Efficacy of continuous subcutaneous insulin infusion in Type 1 diabetes: a 2-year perspective using the established criteria for funding from a National Health Service.Diabet Med. 2007 Dec; 24(12):1419-23.DM
To determine the 2-year efficacy of continuous subcutaneous insulin infusion (CSII) following the current established criteria for funding of a National Health Service.
Longitudinal, prospective, observational unicentre study. Included in the study were 153 Type 1 diabetes (T1D) subjects, previously treated with multiple daily injections (MDI) of insulin, in whom CSII was started in accordance with the criteria for reimbursement of the Catalan National Health Service.
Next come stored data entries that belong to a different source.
//! Coupon Aggregate

use chrono::{DateTime, Utc};
use rust_decimal::Decimal;
use serde::{Deserialize, Serialize};

use crate::domain::value_objects::Money;

#[derive(Clone, Copy, Debug, PartialEq, Eq, Serialize, Deserialize)]
#[serde(rename_all = "snake_case")]
pub enum CouponType { Percentage, FixedAmount }

impl CouponType {
    pub fn as_str(&self) -> &'static str {
        match self {
            Self::Percentage => "percentage",
            Self::FixedAmount => "fixed_amount",
        }
    }
}

impl std::str::FromStr for CouponType {
    type Err = String;
    fn from_str(s: &str) -> Result<Self, Self::Err> {
        match s {
            "percentage" => Ok(Self::Percentage),
            "fixed_amount" => Ok(Self::FixedAmount),
            other => Err(format!("unknown coupon type: {other}")),
        }
    }
}

#[derive(Clone, Debug, Serialize, Deserialize)]
pub struct Coupon {
    pub code: String,
    pub coupon_type: CouponType,
    pub value: Decimal,
    pub min_purchase_amount: Decimal,
    pub max_discount_amount: Option<Decimal>,
    pub expires_at: DateTime<Utc>,
    pub max_uses: u32,
    pub used_count: u32,
    pub is_active: bool,
    pub created_at: DateTime<Utc>,
    pub updated_at: DateTime<Utc>,
}

impl Coupon {
    /// Codes are matched case-insensitively; the normalized form is canonical.
    pub fn normalize_code(code: &str) -> String { code.trim().to_uppercase() }

    pub fn is_expired(&self, now: DateTime<Utc>) -> bool { now >= self.expires_at }
    pub fn is_exhausted(&self) -> bool { self.used_count >= self.max_uses }
    pub fn remaining_uses(&self) -> u32 { self.max_uses.saturating_sub(self.used_count) }

    /// Discount for a cart total. Pure arithmetic; eligibility checks live in
    /// the coupon engine so each failure keeps its own error.
    pub fn discount_for(&self, cart_total: &Money) -> Money {
        let discount = match self.coupon_type {
            CouponType::Percentage => {
                let raw = cart_total.amount() * self.value / Decimal::from(100);
                match self.max_discount_amount {
                    Some(cap) => raw.min(cap),
                    None => raw,
                }
            }
            // A fixed discount never exceeds what is being paid.
            CouponType::FixedAmount => self.value.min(cart_total.amount()),
        };
        Money::new(discount.max(Decimal::ZERO), cart_total.currency())
    }
}

#[cfg(test)]
mod tests {
    use super::*;
    use chrono::Duration;
    use rust_decimal_macros::dec;

    fn coupon(coupon_type: CouponType, value: Decimal) -> Coupon {
        let now = Utc::now();
        Coupon {
            code: "SAVE".into(),
            coupon_type,
            value,
            min_purchase_amount: Decimal::ZERO,
            max_discount_amount: None,
            expires_at: now + Duration::days(7),
            max_uses: 10,
            used_count: 0,
            is_active: true,
            created_at: now,
            updated_at: now,
        }
    }

    #[test]
    fn test_percentage_discount_capped() {
        let mut c = coupon(CouponType::Percentage, dec!(20));
        c.max_discount_amount = Some(dec!(50));
        let discount = c.discount_for(&Money::new(dec!(1000), "USD"));
        assert_eq!(discount.amount(), dec!(50));
    }

    #[test]
    fn test_percentage_discount_uncapped() {
        let c = coupon(CouponType::Percentage, dec!(20));
        let discount = c.discount_for(&Money::new(dec!(1000), "USD"));
        assert_eq!(discount.amount(), dec!(200));
    }

    #[test]
    fn test_fixed_discount_clamped_to_cart() {
        let c = coupon(CouponType::FixedAmount, dec!(30));
        let discount = c.discount_for(&Money::new(dec!(20), "USD"));
        assert_eq!(discount.amount(), dec!(20));
    }

    #[test]
    fn test_exhaustion() {
        let mut c = coupon(CouponType::FixedAmount, dec!(5));
        c.max_uses = 1;
        assert!(!c.is_exhausted());
        c.used_count = 1;
        assert!(c.is_exhausted());
        assert_eq!(c.remaining_uses(), 0);
    }

    #[test]
    fn test_code_normalization() {
        assert_eq!(Coupon::normalize_code("  save10 "), "SAVE10");
    }
}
At baseline, we recorded data on age, gender, duration of the disease, body mass index (BMI), insulin dose and indications for CSII. Glycated haemoglobin (HbA(1c)) and the frequency of hypoglycaemic events were used to assess glycaemic control. Quality of life was assessed using three different self-report questionnaires. After 24 months, these same items were remeasured in all subjects. Serious adverse events and injection-site complications were also recorded.
In 96% of subjects, CSII indication included less than optimal glycaemic control using MDI. HbA(1c) fell from 7.9 +/- 1.3 to 7.3 +/- 1.1% (P < or = 0.001) after 24 months of CSII. Insulin requirements were significantly lower at the end of follow-up (0.55 +/- 0.21 U/kg body weight) in comparison with before use of CSII (0.70 +/- 0.20, P < or = 0.001). BMI increased from 24.0 +/- 3.1 to 24.4 +/- 3.2 kg/m(2) after 24 months (P < or = 0.025). The rate of episodes of diabetic ketoacidosis per year remained unchanged. Mild and severe hypoglycaemic episodes were significantly reduced. The scores in all subsets of the Diabetes Quality-of-Life (DQoL) questionnaire significantly improved after 24 months of CSII.
CSII, commenced according to the criteria for a nationally funded clinical programme, improves glycaemic control and quality-of-life outcomes with fewer hypoglycaemic episodes in T1D subjects previously conventionally treated with MDI.